I suppose my confidence has dropped in recent years, I spend hours working out the right approach, and these parents seem so confident that low demand is the right way. Especially when they post success stories of their older dc eg 3 years ago my dc wouldn’t leave their bedroom and look at them now with a job/partner etc. It’s hard not to trust their approach
To play devil’s advocate, every parenting theory or approach will have parents who are 100% sure that their way is the best way and the results prove it. It’s very reassuring to stressed parents to think that if you approach x problem using y technique then this will work and there is a guaranteed positive outcome. And if there isn’t, it’s not because the method is wrong, it’s because the child has been mislabelled or the parent isn’t doing it correctly 🤷♀️.
I remember, years ago, a post on here about unschooling. A mother had pulled her children from school and was expecting them to organically show interest in reading and maths, because she’d been told that would happen. Instead, they’d spent months gaming.

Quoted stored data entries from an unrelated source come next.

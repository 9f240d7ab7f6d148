use std::sync::Arc;
use std::sync::atomic::{AtomicBool, Ordering};
use tokio::signal;
use tokio::sync::broadcast;
use tracing::info;

/// Shutdown coordinator that manages graceful application shutdown.
///
/// This handles:
/// - Signal reception (SIGTERM, SIGINT)
/// - Broadcasting shutdown to all subsystems
/// - Shutdown state tracking
#[derive(Clone)]
pub struct ShutdownCoordinator {
    /// Broadcast channel to notify all tasks of shutdown
    tx: broadcast::Sender<()>,
    /// Flag indicating if shutdown has been initiated
    shutdown_initiated: Arc<AtomicBool>,
}

impl ShutdownCoordinator {
    /// Create a new shutdown coordinator.
    ///
    /// Returns the coordinator and a receiver for shutdown signals.
    pub fn new() -> (Self, broadcast::Receiver<()>) {
        let (tx, rx) = broadcast::channel(1);
        let coordinator = Self {
            tx,
            shutdown_initiated: Arc::new(AtomicBool::new(false)),
        };
        (coordinator, rx)
    }

    /// Subscribe to shutdown notifications.
    ///
    /// Returns a receiver that will be notified when shutdown begins.
    pub fn subscribe(&self) -> broadcast::Receiver<()> {
        self.tx.subscribe()
    }

    /// Check if shutdown has been initiated.
    pub fn is_shutting_down(&self) -> bool {
        self.shutdown_initiated.load(Ordering::Relaxed)
    }

    /// Initiate shutdown and notify all subscribers.
    pub fn shutdown(&self) {
        if self
            .shutdown_initiated
            .compare_exchange(false, true, Ordering::SeqCst, Ordering::SeqCst)
            .is_ok()
        {
            info!("Initiating graceful shutdown");
            let _ = self.tx.send(());
        }
    }

    /// Wait for shutdown signal (SIGTERM or SIGINT) and return.
    ///
    /// This is the main entry point for shutdown coordination.
    pub async fn wait_for_signal(&self) {
        let ctrl_c = async {
            signal::ctrl_c()
                .await
                .expect("failed to install Ctrl+C handler");
        };

        #[cfg(unix)]
        let terminate = async {
            signal::unix::signal(signal::unix::SignalKind::terminate())
                .expect("failed to install SIGTERM handler")
                .recv()
                .await;
        };

        #[cfg(not(unix))]
        let terminate = std::future::pending::<()>();

        tokio::select! {
            _ = ctrl_c => {
                info!("Received SIGINT (Ctrl+C), initiating graceful shutdown");
            },
            _ = terminate => {
                info!("Received SIGTERM, initiating graceful shutdown");
            },
        }

        self.shutdown();
    }
}

impl Default for ShutdownCoordinator {
    fn default() -> Self {
        Self::new().0
    }
}

/// Simple shutdown signal for basic use cases.
///
/// **WARNING**: This does NOT handle connection cleanup or timeouts.
/// For production use, prefer `ShutdownCoordinator` with proper cleanup.
///
/// This function can be used with `axum::serve().with_graceful_shutdown()`.
pub async fn shutdown_signal() {
    let ctrl_c = async {
        signal::ctrl_c()
            .await
            .expect("failed to install Ctrl+C handler");
    };

    #[cfg(unix)]
    let terminate = async {
        signal::unix::signal(signal::unix::SignalKind::terminate())
            .expect("failed to install signal handler")
            .recv()
            .await;
    };

    #[cfg(not(unix))]
    let terminate = std::future::pending::<()>();

    tokio::select! {
        _ = ctrl_c => {
            info!("Received Ctrl+C signal, shutting down gracefully");
        },
        _ = terminate => {
            info!("Received SIGTERM signal, shutting down gracefully");
        },
    }
}

/// Helper to create a coordinated shutdown future for axum.
///
/// Returns a future that completes when shutdown is signaled,
/// allowing time for in-flight requests to complete.
///
/// This is used internally by `create_production_app`.
pub(crate) async fn coordinated_shutdown(coordinator: ShutdownCoordinator) {
    coordinator.wait_for_signal().await;
}

#[cfg(test)]
mod tests {
    use super::*;

    #[tokio::test]
    async fn shutdown_notifies_subscribers_once() {
        let (coordinator, mut rx) = ShutdownCoordinator::new();
        assert!(!coordinator.is_shutting_down());

        coordinator.shutdown();
        coordinator.shutdown(); // second call is a no-op

        assert!(coordinator.is_shutting_down());
        rx.recv().await.unwrap();
        assert!(rx.try_recv().is_err());
    }
}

Im always interested in those posts, partly because I work with children with ASD but also because when one of my daughters, at 14, became very anxious, dysregulated and distressed with school refusal we did the opposite of what most MN posters advocate. It was brutally hard and she was very upset but the outcome has been brilliant.
Personally, I would go back to basics with your daughter. No one is going to be regulated or content after hours doom-scrolling, no sense of purpose, no regular social contact and no exercise. After 2 1/2 years of this she’s not burnt out, she’s just adrift.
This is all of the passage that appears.